L'alleanza tra arte e storia
Nulla lasciava presagire che questo sito, carico di secoli di storia, sarebbe diventato un centro culturale dove brillano le tendenze artistiche dal XX secolo fino ai giorni nostri. Una scommessa audace e decisamente riuscita, tanto che il CAAC non avrebbe potuto trovare sede migliore per esporre le opere di Joan Miro, Pablo Palazuelo, Louise Bourgeois o Candida Höfer, solo per citarne alcuni. La collezione permanente è un inno alla creatività andalusa tra dipinti, ceramiche e fotografie, con artisti di talento che si susseguono in un percorso d'impatto dove l'impegno sociale non è mai assente. Le mostre temporanee conferiscono dinamismo al sito, che ospita regolarmente spettacoli e conferenze. Naturalmente, il monastero è di per sé un capolavoro di architettura mudéjar e gotica. La sua storia è affascinante: inizialmente era il luogo dove il fango del Guadalquivir veniva trasformato in mattoni nei forni, ma un'apparizione della Vergine nel 1248 ne avrebbe cambiato il destino, portando alla costruzione di un eremo francescano. L'Ordine dei Certosini vi si insediò nel 1400, aggiungendo una chiesa, un chiostro e una cappella. Nel 1500 la costruzione di una nuova chiesa e delle mura completò il complesso, in seguito riconvertito in fabbrica di maioliche nel 1841. Dal 1997, il CAAC ha trovato in questa splendida struttura, che fu anche luogo di soggiorno e prima sepoltura di Cristoforo Colombo, una sede all'altezza delle sue ambizioni.

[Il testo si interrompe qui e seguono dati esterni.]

//! Service worker registration and the install/update handshake.
//!
//! Offline caching is only switched on for production builds served from
//! the same origin as the public base path. On localhost the worker script is
//! verified first, so a dev server that answers every path with the app shell
//! does not leave a stale worker behind.

use std::net::Ipv6Addr;

use app_shell_model::{WorkerMessage, WorkerState, SERVICE_WORKER_SCRIPT};
use futures::future;
use futures::StreamExt;
use log::{debug, error, info, warn};
use url::{Host, Url};

use crate::browser::{BrowserEnv, Registration, ServiceWorker};
use crate::config::DeploymentConfig;
use crate::Result;

type Callback<R> = Box<dyn Fn(&R)>;

/// Host application hooks, invoked once the installing worker is `installed`.
pub struct Config<R> {
    on_success: Option<Callback<R>>,
    on_update: Option<Callback<R>>,
}

impl<R> Default for Config<R> {
    fn default() -> Self {
        Config {
            on_success: None,
            on_update: None,
        }
    }
}

impl<R> Config<R> {
    /// Called after a first install: everything is cached for offline use.
    pub fn on_success(mut self, callback: impl Fn(&R) + 'static) -> Self {
        self.on_success = Some(Box::new(callback));
        self
    }

    /// Called when new content is cached but the previous worker still
    /// controls open tabs.
    pub fn on_update(mut self, callback: impl Fn(&R) + 'static) -> Self {
        self.on_update = Some(Box::new(callback));
        self
    }
}

#[derive(Debug, Clone, Copy, PartialEq, Eq)]
pub enum RegisterOutcome {
    /// Not a production build, or no service worker support.
    Disabled,
    /// The public base path lives on another origin.
    CrossOrigin,
    /// Registered; every announced installing worker has been followed.
    Registered,
    /// The script self-check found something else; the page was reloaded.
    Reloaded,
    /// The script self-check could not reach the network.
    Offline,
    Failed,
}

pub struct ServiceWorkerManager<E> {
    env: E,
    deployment: DeploymentConfig,
}

impl<E: BrowserEnv> ServiceWorkerManager<E> {
    pub fn new(env: E, deployment: DeploymentConfig) -> Self {
        ServiceWorkerManager { env, deployment }
    }

    pub fn env(&self) -> &E {
        &self.env
    }

    pub fn script_url(&self) -> String {
        self.deployment.asset_url(SERVICE_WORKER_SCRIPT)
    }

    pub async fn register(&self, config: Config<E::Registration>) -> RegisterOutcome {
        if !self.deployment.is_production() || !self.env.supports_service_worker() {
            return RegisterOutcome::Disabled;
        }
        let page = match self.env.location() {
            Ok(page) => page,
            Err(err) => {
                error!("Could not read page location: {err}");
                return RegisterOutcome::Failed;
            }
        };
        let public_url = match self.deployment.resolve_public_url(&page) {
            Ok(public_url) => public_url,
            Err(err) => {
                error!("Invalid public url {}: {err}", self.deployment.public_url);
                return RegisterOutcome::Failed;
            }
        };
        if public_url.origin() != page.origin() {
            // Assets served from a CDN: a worker can't be registered there.
            debug!("Public url {public_url} is cross-origin, not registering");
            return RegisterOutcome::CrossOrigin;
        }

        self.env.loaded().await;
        let script_url = self.script_url();

        if is_localhost(&page) {
            let notice = async {
                if self.env.ready().await.is_ok() {
                    info!("This web app is being served cache-first by a service worker.");
                }
            };
            let (outcome, ()) =
                future::join(self.check_valid_service_worker(&script_url, &config), notice).await;
            outcome
        } else {
            self.register_valid_sw(&script_url, &config).await
        }
    }

    pub async fn register_valid_sw(
        &self,
        script_url: &str,
        config: &Config<E::Registration>,
    ) -> RegisterOutcome {
        let registration = match self.env.register(script_url).await {
            Ok(registration) => registration,
            Err(err) => {
                error!("Error during service worker registration: {err}");
                return RegisterOutcome::Failed;
            }
        };
        registration
            .update_found()
            .for_each_concurrent(None, |worker| {
                self.follow_installing(&registration, worker, config)
            })
            .await;
        RegisterOutcome::Registered
    }

    async fn follow_installing(
        &self,
        registration: &E::Registration,
        worker: <E::Registration as Registration>::Worker,
        config: &Config<E::Registration>,
    ) {
        let mut previous = worker.state();
        if previous == WorkerState::Installed {
            self.installed(registration, config);
            return;
        }
        let mut states = worker.state_changes();
        while let Some(state) = states.next().await {
            if !previous.can_become(state) {
                warn!("Service worker jumped from {previous} to {state}");
            }
            previous = state;
            if state == WorkerState::Installed {
                self.installed(registration, config);
                break;
            }
            if state.is_terminal() {
                break;
            }
        }
    }

    fn installed(&self, registration: &E::Registration, config: &Config<E::Registration>) {
        if self.env.has_controller() {
            // The old worker keeps serving the old content until every tab
            // it controls is closed.
            info!("New content is available and will be used when all tabs for this page are closed.");
            if let Some(on_update) = &config.on_update {
                on_update(registration);
            }
        } else {
            info!("Content is cached for offline use.");
            if let Some(on_success) = &config.on_success {
                on_success(registration);
            }
        }
    }

    pub async fn check_valid_service_worker(
        &self,
        script_url: &str,
        config: &Config<E::Registration>,
    ) -> RegisterOutcome {
        let probe = match self.env.probe_script(script_url).await {
            Ok(probe) => probe,
            Err(err) => {
                debug!("Service worker self-check failed: {err}");
                info!("No internet connection found. App is running in offline mode.");
                return RegisterOutcome::Offline;
            }
        };
        if probe.is_missing_script() {
            warn!(
                "{script_url} is not a service worker (status {}, content type {:?}), reloading",
                probe.status, probe.content_type
            );
            match self.unregister_and_reload().await {
                Ok(()) => RegisterOutcome::Reloaded,
                Err(err) => {
                    error!("{err}");
                    RegisterOutcome::Failed
                }
            }
        } else {
            self.register_valid_sw(script_url, config).await
        }
    }

    async fn unregister_and_reload(&self) -> Result<()> {
        let registration = self.env.ready().await?;
        registration.unregister().await?;
        self.env.reload()
    }

    pub async fn unregister(&self) {
        if !self.env.supports_service_worker() {
            return;
        }
        match self.env.ready().await {
            Ok(registration) => {
                if let Err(err) = registration.unregister().await {
                    error!("{err}");
                }
            }
            Err(err) => error!("{err}"),
        }
    }
}

/// Asks the registration's waiting worker to activate now instead of once
/// all controlled tabs are gone. Returns whether a worker was waiting.
pub fn activate_waiting<R: Registration>(registration: &R) -> Result<bool> {
    match registration.waiting() {
        Some(worker) => {
            worker.post_message(&WorkerMessage::SkipWaiting)?;
            Ok(true)
        }
        None => Ok(false),
    }
}

pub fn is_localhost(page: &Url) -> bool {
    match page.host() {
        Some(Host::Domain(domain)) => domain == "localhost",
        Some(Host::Ipv4(addr)) => addr.is_loopback(),
        Some(Host::Ipv6(addr)) => addr == Ipv6Addr::LOCALHOST,
        None => false,
    }
}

Ero interessata soprattutto al sito di questo antico monastero, diventato poi una fabbrica di ceramiche. Mi è piaciuto molto il monumento, la cui sagoma si riflette nell'acqua. Ospita due graziosi chiostri e delle cappelle che testimoniano l'architettura dell'epoca, oltre a una terrazza molto piacevole. Ci sono andata di domenica e ho assistito a un concerto jazz gratuito (programma sul sito del museo).
Ho trovato le collezioni interessanti, a tratti strane. Ci sono delle belle ceramiche e dipinti andalusi, ma anche opere piuttosto indecifrabili. Non lo consiglierei se non siete amanti dell'arte.